On seeing this, the researcher wondered, should a package by the same name exist in the public npm repository, in addition to a private NodeJS repository, which one would get priority?
…
Birsan soon realized, should a dependency package used by an application exist in both a public open-source repository and your private build, the public package would get priority and be pulled instead – without needing any action from the developer.

So I guess the question is–does opam allow using both a private and a public repository in the same project, and does it automatically prioritize the public version of a package when solving for dependencies?

I believe that opam asks you to set priority when you introduce a new repository in your switch. The users decide which repositories get priority (which sounds like the right choice). (Note: you cannot automatically upload software to the public-repository opam package, it is approved by its maintainers, so you would have to be a bit more deceitful to mount a similar attack, although of course this is still possible.)

The Conex project is working on improving the integrity and authenticity of opam repositories, based on recent research on The Update Framework. (Advertisement: this year the OCaml Software Foundation is funding further work on Conex, see the Robur blog post.) Conex does not prevent all kinds of supply-chain attacks, but it lets users check that the packages are really authored by their claimed authors, not some malicious third party.

The default repository does not have a harcoded higher priority. In particular, this is how the alpha repository works during the alpha or beta release of new version of OCaml: adding a fresh repository gives it a greater priority than the default one, and thus the patched packages shadow the default one.

Without addressing the specific attack you link, there is no doubt that opam is susceptible to much simpler “supply chain” attacks involving only the canonical opam repository and its processes. See Opam-repository: security and data integrity posture for some discussion.

For those that aren’t familiar, the biggest headline from that IMO is that opam releases are not immutable (i.e. authors can update the contents of a previously-published library release) as a matter of policy. This means that a malicious actor can land a payload into a library consumer’s build even without that consumer e.g. changing the version number their project depends upon.

OK based on this design and what @gasche mentioned as well, I am taking that to mean that opam is not vulnerable to this particular supply chain attack–since presumably a private repository would be added as a ‘fresh’ repository on top of the ‘default’ public opam-repository, and thus private packages take priority over public ones.

I disagree with this conclusion (sorry about that). So, in opam (AFAIU) there are ranks for repositories which are used as tie-breaker. But consider the following scenario:

# opam repo
<><> Repository configuration for switch test <><><><><><><><><><><><><><><><>
 1 testrepo2 file:///usr/home/hannes/devel/mirage/testrepo2
 2 testrepo1 file:///usr/home/hannes/devel/mirage/testrepo1
 3 default   https://opam.ocaml.org/

I suspect the first number is the rank. According to opam repo --help:

           Package definitions are looked in the repositories in
           increasing rank order, therefore 1 is the highest priority.
           Negative ints can be used to select from the lowest priority, -1
           being last. set-repos can otherwise be used to explicitly set the
           repository list at once.

So testrepo1 has a single opam package named extra-file in version 1.0.0, testrepo2 has the same package in version 0.0.0. An opam install extra-file installs the highest version (from testrepo1), not the highest version from the repository with the highest priority.

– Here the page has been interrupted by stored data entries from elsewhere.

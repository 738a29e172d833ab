use super::*;
use crate::timing::event_queue::EventKind;
use std::cell::RefCell;
use std::rc::Rc;

#[derive(Debug, Clone, PartialEq)]
enum Call {
    Start,
    Perform(f64, u32),
    End,
    Dispose,
}

#[derive(Clone, Default)]
struct Recorder(Rc<RefCell<Vec<Call>>>);

impl Recorder {
    fn calls(&self) -> Vec<Call> {
        self.0.borrow().clone()
    }

    fn performed(&self) -> Vec<f64> {
        self.calls()
            .into_iter()
            .filter_map(|c| match c {
                Call::Perform(t, _) => Some(t),
                _ => None,
            })
            .collect()
    }
}

impl Animation for Recorder {
    fn start(&mut self) {
        self.0.borrow_mut().push(Call::Start);
    }

    fn perform(&mut self, t: f64, repeat: u32) {
        self.0.borrow_mut().push(Call::Perform(t, repeat));
    }

    fn end(&mut self) {
        self.0.borrow_mut().push(Call::End);
    }

    fn dispose(&mut self) {
        self.0.borrow_mut().push(Call::Dispose);
    }
}

fn ms(v: u64) -> Duration {
    Duration::from_millis(v)
}

fn activity(params: ActivityParams) -> (Activity, Recorder, TimerEventQueue) {
    let rec = Recorder::default();
    let mut queue = TimerEventQueue::new();
    let mut act = Activity::new(params, Box::new(rec.clone()), None).unwrap();
    let ev = queue.make_event(EventKind::TransitionEnded { slide: 1 });
    act.activate(ev);
    (act, rec, queue)
}

fn params(duration_ms: u64) -> ActivityParams {
    ActivityParams {
        duration: ms(duration_ms),
        ..Default::default()
    }
}

#[test]
fn accelerated_time_is_identity_when_fractions_overflow() {
    for i in 0..=20 {
        let nt = f64::from(i) / 20.0;
        assert_eq!(calc_accelerated_time(nt, 0.7, 0.6), nt);
        assert_eq!(calc_accelerated_time(nt, 0.0, 0.0), nt);
    }
}

#[test]
fn accelerated_time_hits_endpoints_and_is_monotonic() {
    let (a, d) = (0.3, 0.2);
    assert_eq!(calc_accelerated_time(0.0, a, d), 0.0);
    assert!((calc_accelerated_time(1.0, a, d) - 1.0).abs() < 1e-12);
    let mut prev = 0.0;
    for i in 0..=100 {
        let t = calc_accelerated_time(f64::from(i) / 100.0, a, d);
        assert!(t >= prev);
        assert!((0.0..=1.0).contains(&t));
        prev = t;
    }
}

#[test]
fn accelerated_time_matches_closed_form_in_linear_segment() {
    let (a, d) = (0.2, 0.2);
    let c = 1.0 - a / 2.0 - d / 2.0;
    let nt = 0.5;
    let expected = (a / 2.0 + (nt - a)) / c;
    assert!((calc_accelerated_time(nt, a, d) - expected).abs() < 1e-12);
}

#[test]
fn overflowing_fractions_are_zeroed_at_construction() {
    let (act, _, _) = activity(ActivityParams {
        acceleration: 0.8,
        deceleration: 0.5,
        ..params(100)
    });
    assert_eq!(act.params().acceleration, 0.0);
    assert_eq!(act.params().deceleration, 0.0);
}

#[test]
fn invalid_params_are_rejected() {
    let rec = Recorder::default();
    let bad = ActivityParams {
        repeat_count: -1.0,
        ..Default::default()
    };
    assert!(Activity::new(bad, Box::new(rec.clone()), None).is_err());
    let bad = ActivityParams {
        acceleration: -0.5,
        ..Default::default()
    };
    assert!(Activity::new(bad, Box::new(rec.clone()), None).is_err());
    let bad = ActivityParams {
        deceleration: f64::NAN,
        ..Default::default()
    };
    assert!(Activity::new(bad, Box::new(rec), None).is_err());
}

#[test]
fn single_fraction_above_one_falls_back_to_linear() {
    let rec = Recorder::default();
    let p = ActivityParams {
        acceleration: 1.5,
        ..params(1000)
    };
    assert!(p.validate().is_ok());
    let act = Activity::new(p, Box::new(rec), None).expect("linear fallback");
    assert_eq!(act.params().acceleration, 0.0);
    assert_eq!(act.params().deceleration, 0.0);
}

#[test]
fn first_perform_starts_animation_once() {
    let (mut act, rec, mut q) = activity(params(1000));
    assert!(act.is_first_perform_call());
    assert!(act.perform(ms(5000), &mut q));
    assert!(act.perform(ms(5100), &mut q));
    let starts = rec.calls().iter().filter(|c| **c == Call::Start).count();
    assert_eq!(starts, 1);
    assert_eq!(rec.calls()[0], Call::Start);
    assert!(!act.is_first_perform_call());
}

#[test]
fn progress_is_monotonic_and_clamped_and_ends_once() {
    let (mut act, rec, mut q) = activity(params(1000));
    let mut prev = 0.0;
    let times = [0, 100, 90, 400, 400, 999, 1000, 1500];
    for &now in &times {
        act.perform(ms(now), &mut q);
        let p = act.progress();
        assert!(p >= prev, "progress went backwards at {now}");
        assert!((0.0..=1.0).contains(&p));
        prev = p;
    }
    assert!(!act.is_active());
    let ts = rec.performed();
    assert!(ts.windows(2).all(|w| w[1] >= w[0]));
    assert_eq!(*ts.last().unwrap(), 1.0);
    assert_eq!(rec.calls().iter().filter(|c| **c == Call::End).count(), 1);

    let events = q.process_events(ms(2000));
    assert_eq!(events.len(), 1);
    assert_eq!(events[0].kind, EventKind::TransitionEnded { slide: 1 });
}

#[test]
fn perform_returns_false_when_inactive() {
    let (mut act, rec, mut q) = activity(params(10));
    act.dispose();
    assert!(!act.perform(ms(0), &mut q));
    assert!(rec.performed().is_empty());
}

#[test]
fn forced_end_starts_then_finishes_and_enqueues_once() {
    let (mut act, rec, mut q) = activity(params(1000));
    act.end(ms(10), &mut q);
    act.end(ms(20), &mut q);
    assert_eq!(
        rec.calls(),
        vec![Call::Start, Call::Perform(1.0, 0), Call::End]
    );
    assert_eq!(q.len(), 1);
    assert!(!act.is_active());
}

#[test]
fn dispose_releases_end_event_without_enqueuing() {
    let (mut act, rec, mut q) = activity(params(1000));
    act.perform(ms(0), &mut q);
    act.dispose();
    act.end(ms(50), &mut q);
    assert!(q.is_empty());
    assert_eq!(rec.calls().last(), Some(&Call::Dispose));
    assert!(!rec.calls().contains(&Call::End));
}

#[test]
fn repeats_restart_simple_time() {
    let (mut act, rec, mut q) = activity(ActivityParams {
        repeat_count: 2.0,
        ..params(100)
    });
    act.perform(ms(0), &mut q);
    act.perform(ms(50), &mut q);
    act.perform(ms(150), &mut q);
    assert!(act.is_active());
    assert!(!act.perform(ms(200), &mut q));
    let calls: Vec<_> = rec
        .calls()
        .into_iter()
        .filter(|c| matches!(c, Call::Perform(..)))
        .collect();
    assert_eq!(
        calls,
        vec![
            Call::Perform(0.0, 0),
            Call::Perform(0.5, 0),
            Call::Perform(0.5, 1),
            Call::Perform(1.0, 1),
        ]
    );
}

#[test]
fn auto_reverse_runs_back_to_start() {
    let (mut act, rec, mut q) = activity(ActivityParams {
        auto_reverse: true,
        ..params(100)
    });
    act.perform(ms(0), &mut q);
    act.perform(ms(100), &mut q);
    act.perform(ms(150), &mut q);
    assert!(!act.perform(ms(200), &mut q));
    assert_eq!(rec.performed(), vec![0.0, 1.0, 0.5, 0.0]);
}

#[test]
fn zero_repeat_count_never_ends_naturally() {
    let (mut act, _, mut q) = activity(ActivityParams {
        repeat_count: 0.0,
        ..params(100)
    });
    assert!(!act.is_repeat_count_valid());
    for now in (0..5000).step_by(250) {
        assert!(act.perform(ms(now), &mut q));
    }
    assert!(q.is_empty());
}

#[test]
fn initial_lag_shifts_start() {
    let (mut act, rec, mut q) = activity(ActivityParams {
        initial_lag: ms(50),
        ..params(100)
    });
    act.perform(ms(1000), &mut q);
    assert_eq!(rec.performed(), vec![0.5]);
}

TL;DR: the package names and versions are merged from the repositories, and the rank only plays a role if multiple repositories contain the same version of a package.

Interesting! Thanks for the analysis! I think you’re right about the opam repo output rank. I believe you can double-check with the more verbose opam repo --all command.

Indeed, leading to the same ranks as above.

Now the question is “how to avoid this threat?” (at least once this is considered to be a threat worth mitigating, eventually there are easier attacks possible in the current state of opam and opam-repository).

I can think of a couple of options:

• ( a ) only ever use a single opam repository (i.e. inside a company run your own opam-repo without automatic updates from the public repository)
• ( b ) revise the rank handling in opam - if a repository with a higher rank has a package named “foo”, only consider that repository (this will modify the semantics of opam, likely break some use cases)
• ( c ) prefix/namespacing of repositories (or qualifying packages with full url) – depend on testrepo2:extra-file or https://github.com/.../testrepo2:extra-file explicitly
• ( d ) deploy signed package releases and custom delegations (using conex, that’s not yet possible with the current code - TUF has some specs how to do that, I’ve some ideas how to achieve this with conex): if your company has a custom package “foo”, specify the public keys that are allowed to release “foo”, the attacker would need to get their hands on these private keys to inject a “foo” release.

I suggest go for ( a ) right now

Another possibility: more sophisticated package namespacing and publishing capabilities, e.g. what npm has done with scopes like @publisher/package and allowing only authorized users to publish under the @publisher namespace.